José Nazario Dapena Laguna, (28 July 1912 – 20 September 1991) was a Puerto Rican attorney and Mayor of Ponce, Puerto Rico, in 1956.

Early years
José Dapena Laguna was born in Ponce on 28 July 1912. His parents were Ramon Dapena Pacheco and Maria Laguna y Cedo. He was the father of José Dapena Thompson, mayor of Ponce from 1984 to 1988.

Political life
In 1941 he worked as a political aide in the Ponce City Hall, and was also interim municipal secretary. In 1956, he was appointed mayor of Ponce. Later that year (1956) he resigned as mayor to become a member of the House of Representatives of Puerto Rico, a post for which he had been elected.
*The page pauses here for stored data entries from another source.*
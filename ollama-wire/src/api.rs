//! The [`ChatApi`] trait: the surface callers program against.

use std::future::Future;

use tokio_util::sync::CancellationToken;

use crate::decode::ChatStream;
use crate::error::Result;
use crate::types::{ChatRequest, ChatResponse, EmbedRequest, EmbedResponse, ServerVersion};

/// Chat, embedding and version operations of an Ollama-style server.
///
/// Implemented by [`OllamaClient`](crate::OllamaClient). Code that only needs
/// these operations can take `impl ChatApi` and be tested against a fake.
pub trait ChatApi: Send + Sync {
    /// `POST /api/chat` with `stream: false`; waits for the whole reply.
    fn chat(&self, request: ChatRequest) -> impl Future<Output = Result<ChatResponse>> + Send;

    /// `POST /api/chat` with `stream: true`.
    ///
    /// Resolves once response headers arrive. Status errors surface here; line
    /// decoding errors surface from the returned stream.
    fn chat_stream(
        &self,
        request: ChatRequest,
        cancel: CancellationToken,
    ) -> impl Future<Output = Result<ChatStream>> + Send;

    /// `POST /api/embed`.
    fn embed(&self, request: EmbedRequest) -> impl Future<Output = Result<EmbedResponse>> + Send;

    /// `GET /api/version`.
    fn version(&self) -> impl Future<Output = Result<ServerVersion>> + Send;
}
#![no_main]

use libfuzzer_sys::fuzz_target;
use ollama_wire::{ChatStreamUpdate, decode_line};

fuzz_target!(|data: &[u8]| {
    // Must never panic; a decoded terminal update must carry done = true.
    if let Ok(ChatStreamUpdate::Done(done)) = decode_line(data) {
        assert!(done.chunk.done);
    }
});
//! Header maps with last-write-wins semantics.
//!
//! Client defaults and per-request custom headers are both [`HeaderSet`]s.
//! They are layered onto a transport [`HeaderMap`] in order, each layer
//! replacing same-named headers of the one below instead of appending.

use std::collections::BTreeMap;

use reqwest::header::{CONTENT_LENGTH, HeaderMap, HeaderName, HeaderValue};

use crate::error::{Error, Result};

/// A set of header name/value pairs.
///
/// Names compare case-insensitively, as HTTP does. Inserting a name that is
/// already present, in any casing, replaces both its value and its spelling.
#[derive(Debug, Clone, Default, PartialEq, Eq)]
pub struct HeaderSet {
    // ASCII-lowercased name -> (name as last inserted, value)
    entries: BTreeMap<String, (String, String)>,
}

impl HeaderSet {
    /// Create an empty set.
    #[must_use]
    pub fn new() -> Self {
        Self::default()
    }

    /// Insert a header, returning the value it replaced.
    pub fn insert(&mut self, name: impl Into<String>, value: impl Into<String>) -> Option<String> {
        let name = name.into();
        self.entries
            .insert(name.to_ascii_lowercase(), (name, value.into()))
            .map(|(_, old)| old)
    }

    /// Builder-style [`insert`](Self::insert).
    #[must_use]
    pub fn with(mut self, name: impl Into<String>, value: impl Into<String>) -> Self {
        self.insert(name, value);
        self
    }

    /// Look up a header, ignoring case.
    pub fn get(&self, name: &str) -> Option<&str> {
        self.entries
            .get(&name.to_ascii_lowercase())
            .map(|(_, value)| value.as_str())
    }

    /// Remove a header, ignoring case.
    pub fn remove(&mut self, name: &str) -> Option<String> {
        self.entries
            .remove(&name.to_ascii_lowercase())
            .map(|(_, value)| value)
    }

    /// Number of headers in the set.
    pub fn len(&self) -> usize {
        self.entries.len()
    }

    /// Whether the set is empty.
    pub fn is_empty(&self) -> bool {
        self.entries.is_empty()
    }

    /// Iterate over `(name, value)` pairs.
    pub fn iter(&self) -> impl Iterator<Item = (&str, &str)> {
        self.entries
            .values()
            .map(|(name, value)| (name.as_str(), value.as_str()))
    }

    /// Return a new set with `other` layered on top of `self`.
    #[must_use]
    pub fn overlay(&self, other: &HeaderSet) -> HeaderSet {
        let mut merged = self.clone();
        merged.extend(other.iter().map(|(k, v)| (k.to_string(), v.to_string())));
        merged
    }

    /// Write every header into `map`, replacing any value already present
    /// under the same (case-insensitive) HTTP name.
    ///
    /// `content-length` is owned by the transport and is never written.
    pub fn apply_to(&self, map: &mut HeaderMap) -> Result<()> {
        for (name, value) in self.iter() {
            let name = HeaderName::from_bytes(name.as_bytes())
                .map_err(|e| Error::Configuration(format!("invalid header name {name:?}: {e}")))?;
            if name == CONTENT_LENGTH {
                tracing::warn!("ignoring caller-supplied content-length header");
                continue;
            }
            let value = HeaderValue::from_str(value).map_err(|e| {
                Error::Configuration(format!("invalid value for header {name}: {e}"))
            })?;
            map.insert(name, value);
        }
        Ok(())
    }
}

impl<K: Into<String>, V: Into<String>> FromIterator<(K, V)> for HeaderSet {
    fn from_iter<I: IntoIterator<Item = (K, V)>>(iter: I) -> Self {
        let mut set = Self::new();
        set.extend(iter);
        set
    }
}

impl<K: Into<String>, V: Into<String>> Extend<(K, V)> for HeaderSet {
    fn extend<I: IntoIterator<Item = (K, V)>>(&mut self, iter: I) {
        for (k, v) in iter {
            self.insert(k, v);
        }
    }
}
In 1960 he was elected to the Puerto Rico Senate, a post he occupied until 1968.

Schooling
He earned a degree from the University of Puerto Rico School of Law.

Family life
His wife was Georgina Thompson. His children were José (the mayor), Maria Rosa (who became the executive assistant of the first lady of Puerto Rico, Lila Mayoral de Hernandez Colon), Georgianne, and Victoria Eugenia (Baby).

Last years and legacy
Dapena Laguna lead a relatively quiet life the last few years of his life.  He died in Ponce on 20 September 1991, of a heart condition. The government of Ponce honored him by naming the main Ponce firehouse after him.

See also

 Ponce, Puerto Rico
 List of Puerto Ricans

References

Further reading
 Fay Fowlie de Flores. Ponce, Perla del Sur: Una Bibliográfica Anotada. Second Edition. 1997. Ponce, Puerto Rico: Universidad de Puerto Rico en Ponce. p. 319. Item 1602. 
 "Toma de Posesión." Revista Gráfica del Sur Diciembre 1941. Supplement page between pages 26 and 27. (Colegio Universitario Tecnológico de Ponce, CUTPO).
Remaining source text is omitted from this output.